> What the task requires
State, as a bare number, how many lines below contain "followed".

=== Begin Enclosure ===

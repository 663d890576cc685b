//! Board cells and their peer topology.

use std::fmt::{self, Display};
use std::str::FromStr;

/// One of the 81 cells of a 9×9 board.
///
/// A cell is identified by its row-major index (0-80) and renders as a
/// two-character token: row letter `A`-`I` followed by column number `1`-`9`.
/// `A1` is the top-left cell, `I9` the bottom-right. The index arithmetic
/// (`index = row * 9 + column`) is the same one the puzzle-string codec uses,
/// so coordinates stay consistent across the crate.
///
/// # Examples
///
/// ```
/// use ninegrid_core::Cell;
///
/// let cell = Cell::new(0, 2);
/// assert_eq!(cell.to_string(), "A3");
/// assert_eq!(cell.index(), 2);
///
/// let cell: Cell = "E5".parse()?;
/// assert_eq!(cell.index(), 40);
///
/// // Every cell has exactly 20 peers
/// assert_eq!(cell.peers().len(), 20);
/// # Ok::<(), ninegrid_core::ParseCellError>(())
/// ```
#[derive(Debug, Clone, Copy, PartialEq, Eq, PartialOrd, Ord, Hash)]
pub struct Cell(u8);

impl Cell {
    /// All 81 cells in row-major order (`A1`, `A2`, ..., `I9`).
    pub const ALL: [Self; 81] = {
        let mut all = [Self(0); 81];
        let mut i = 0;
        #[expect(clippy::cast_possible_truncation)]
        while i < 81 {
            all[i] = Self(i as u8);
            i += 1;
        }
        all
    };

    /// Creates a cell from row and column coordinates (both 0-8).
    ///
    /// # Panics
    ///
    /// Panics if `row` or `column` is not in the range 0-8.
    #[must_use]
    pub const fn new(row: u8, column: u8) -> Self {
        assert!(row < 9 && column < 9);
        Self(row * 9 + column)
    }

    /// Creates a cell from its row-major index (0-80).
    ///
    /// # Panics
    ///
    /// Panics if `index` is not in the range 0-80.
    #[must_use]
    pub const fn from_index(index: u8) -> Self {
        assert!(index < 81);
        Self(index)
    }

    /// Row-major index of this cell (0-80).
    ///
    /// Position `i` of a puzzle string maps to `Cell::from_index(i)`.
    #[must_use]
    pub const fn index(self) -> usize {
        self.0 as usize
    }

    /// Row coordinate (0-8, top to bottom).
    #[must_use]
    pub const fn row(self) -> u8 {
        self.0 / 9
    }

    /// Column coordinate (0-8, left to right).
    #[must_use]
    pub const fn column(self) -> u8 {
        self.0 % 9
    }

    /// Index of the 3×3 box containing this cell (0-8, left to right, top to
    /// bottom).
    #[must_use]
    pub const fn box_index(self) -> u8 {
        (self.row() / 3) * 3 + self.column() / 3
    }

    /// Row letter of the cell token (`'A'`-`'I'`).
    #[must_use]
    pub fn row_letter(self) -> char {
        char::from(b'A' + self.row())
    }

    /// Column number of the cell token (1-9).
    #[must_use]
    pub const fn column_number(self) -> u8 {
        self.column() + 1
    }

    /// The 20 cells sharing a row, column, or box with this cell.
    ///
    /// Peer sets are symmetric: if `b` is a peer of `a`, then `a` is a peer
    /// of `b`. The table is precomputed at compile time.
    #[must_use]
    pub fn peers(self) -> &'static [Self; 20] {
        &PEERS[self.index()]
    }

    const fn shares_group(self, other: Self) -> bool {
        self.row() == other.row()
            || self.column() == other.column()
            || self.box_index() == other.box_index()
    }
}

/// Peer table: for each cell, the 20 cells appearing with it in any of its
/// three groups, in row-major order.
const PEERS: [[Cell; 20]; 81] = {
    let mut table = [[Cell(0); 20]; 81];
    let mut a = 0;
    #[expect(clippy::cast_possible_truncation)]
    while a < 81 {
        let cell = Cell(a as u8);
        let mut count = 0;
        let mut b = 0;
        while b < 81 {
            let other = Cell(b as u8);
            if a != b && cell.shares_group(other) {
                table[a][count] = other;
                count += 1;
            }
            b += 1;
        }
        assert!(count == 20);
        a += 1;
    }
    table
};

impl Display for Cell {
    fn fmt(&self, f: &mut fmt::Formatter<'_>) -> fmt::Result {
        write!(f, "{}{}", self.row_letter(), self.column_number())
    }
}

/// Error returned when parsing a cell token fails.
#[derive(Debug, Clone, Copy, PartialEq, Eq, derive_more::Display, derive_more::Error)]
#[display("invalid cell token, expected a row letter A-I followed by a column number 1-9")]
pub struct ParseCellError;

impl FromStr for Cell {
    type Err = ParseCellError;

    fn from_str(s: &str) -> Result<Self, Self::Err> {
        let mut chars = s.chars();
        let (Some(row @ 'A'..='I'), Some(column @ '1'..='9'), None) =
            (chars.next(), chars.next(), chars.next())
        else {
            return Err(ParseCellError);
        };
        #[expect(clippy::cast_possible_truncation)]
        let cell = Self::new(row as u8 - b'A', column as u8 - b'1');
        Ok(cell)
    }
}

=== End Enclosure ===
=== Begin Enclosure ===

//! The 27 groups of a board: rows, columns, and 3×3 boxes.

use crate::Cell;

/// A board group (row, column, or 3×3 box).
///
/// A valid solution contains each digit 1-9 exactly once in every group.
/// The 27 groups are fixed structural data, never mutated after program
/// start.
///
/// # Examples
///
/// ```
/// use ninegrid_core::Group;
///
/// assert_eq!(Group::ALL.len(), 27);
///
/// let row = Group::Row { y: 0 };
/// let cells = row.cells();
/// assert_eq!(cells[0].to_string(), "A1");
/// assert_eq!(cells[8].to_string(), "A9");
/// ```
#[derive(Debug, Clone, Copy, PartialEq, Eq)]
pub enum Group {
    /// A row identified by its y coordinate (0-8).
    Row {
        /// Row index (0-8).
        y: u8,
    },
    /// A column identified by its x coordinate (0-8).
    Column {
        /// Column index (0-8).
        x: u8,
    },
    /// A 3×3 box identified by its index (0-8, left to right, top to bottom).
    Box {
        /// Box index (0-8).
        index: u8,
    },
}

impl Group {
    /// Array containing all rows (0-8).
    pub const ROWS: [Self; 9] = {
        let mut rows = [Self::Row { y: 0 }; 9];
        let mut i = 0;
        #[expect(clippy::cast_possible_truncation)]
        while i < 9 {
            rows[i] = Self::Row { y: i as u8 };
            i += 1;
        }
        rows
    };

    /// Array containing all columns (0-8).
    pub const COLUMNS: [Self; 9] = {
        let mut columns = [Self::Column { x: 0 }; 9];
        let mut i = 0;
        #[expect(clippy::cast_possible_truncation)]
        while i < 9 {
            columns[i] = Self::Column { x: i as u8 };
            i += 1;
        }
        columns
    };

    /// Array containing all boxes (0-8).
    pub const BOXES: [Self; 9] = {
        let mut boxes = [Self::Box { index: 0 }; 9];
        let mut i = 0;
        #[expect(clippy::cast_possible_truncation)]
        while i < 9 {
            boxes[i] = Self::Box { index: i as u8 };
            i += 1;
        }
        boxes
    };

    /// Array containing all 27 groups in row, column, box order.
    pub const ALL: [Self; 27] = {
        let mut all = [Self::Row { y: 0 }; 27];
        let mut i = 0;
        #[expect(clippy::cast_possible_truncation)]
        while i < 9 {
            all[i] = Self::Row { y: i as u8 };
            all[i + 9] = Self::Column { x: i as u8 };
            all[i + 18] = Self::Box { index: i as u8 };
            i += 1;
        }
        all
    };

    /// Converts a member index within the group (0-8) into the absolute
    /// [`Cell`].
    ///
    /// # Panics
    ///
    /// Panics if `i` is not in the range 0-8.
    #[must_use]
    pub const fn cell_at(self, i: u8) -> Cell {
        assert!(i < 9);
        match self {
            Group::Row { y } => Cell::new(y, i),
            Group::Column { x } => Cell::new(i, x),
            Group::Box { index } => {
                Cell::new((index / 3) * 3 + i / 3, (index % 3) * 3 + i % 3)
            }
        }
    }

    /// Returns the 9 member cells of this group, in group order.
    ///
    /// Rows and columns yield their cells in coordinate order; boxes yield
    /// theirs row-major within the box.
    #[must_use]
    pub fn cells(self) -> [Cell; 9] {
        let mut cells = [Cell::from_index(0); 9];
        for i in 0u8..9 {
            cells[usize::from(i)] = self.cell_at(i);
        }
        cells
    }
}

=== End Enclosure ===

> Response
2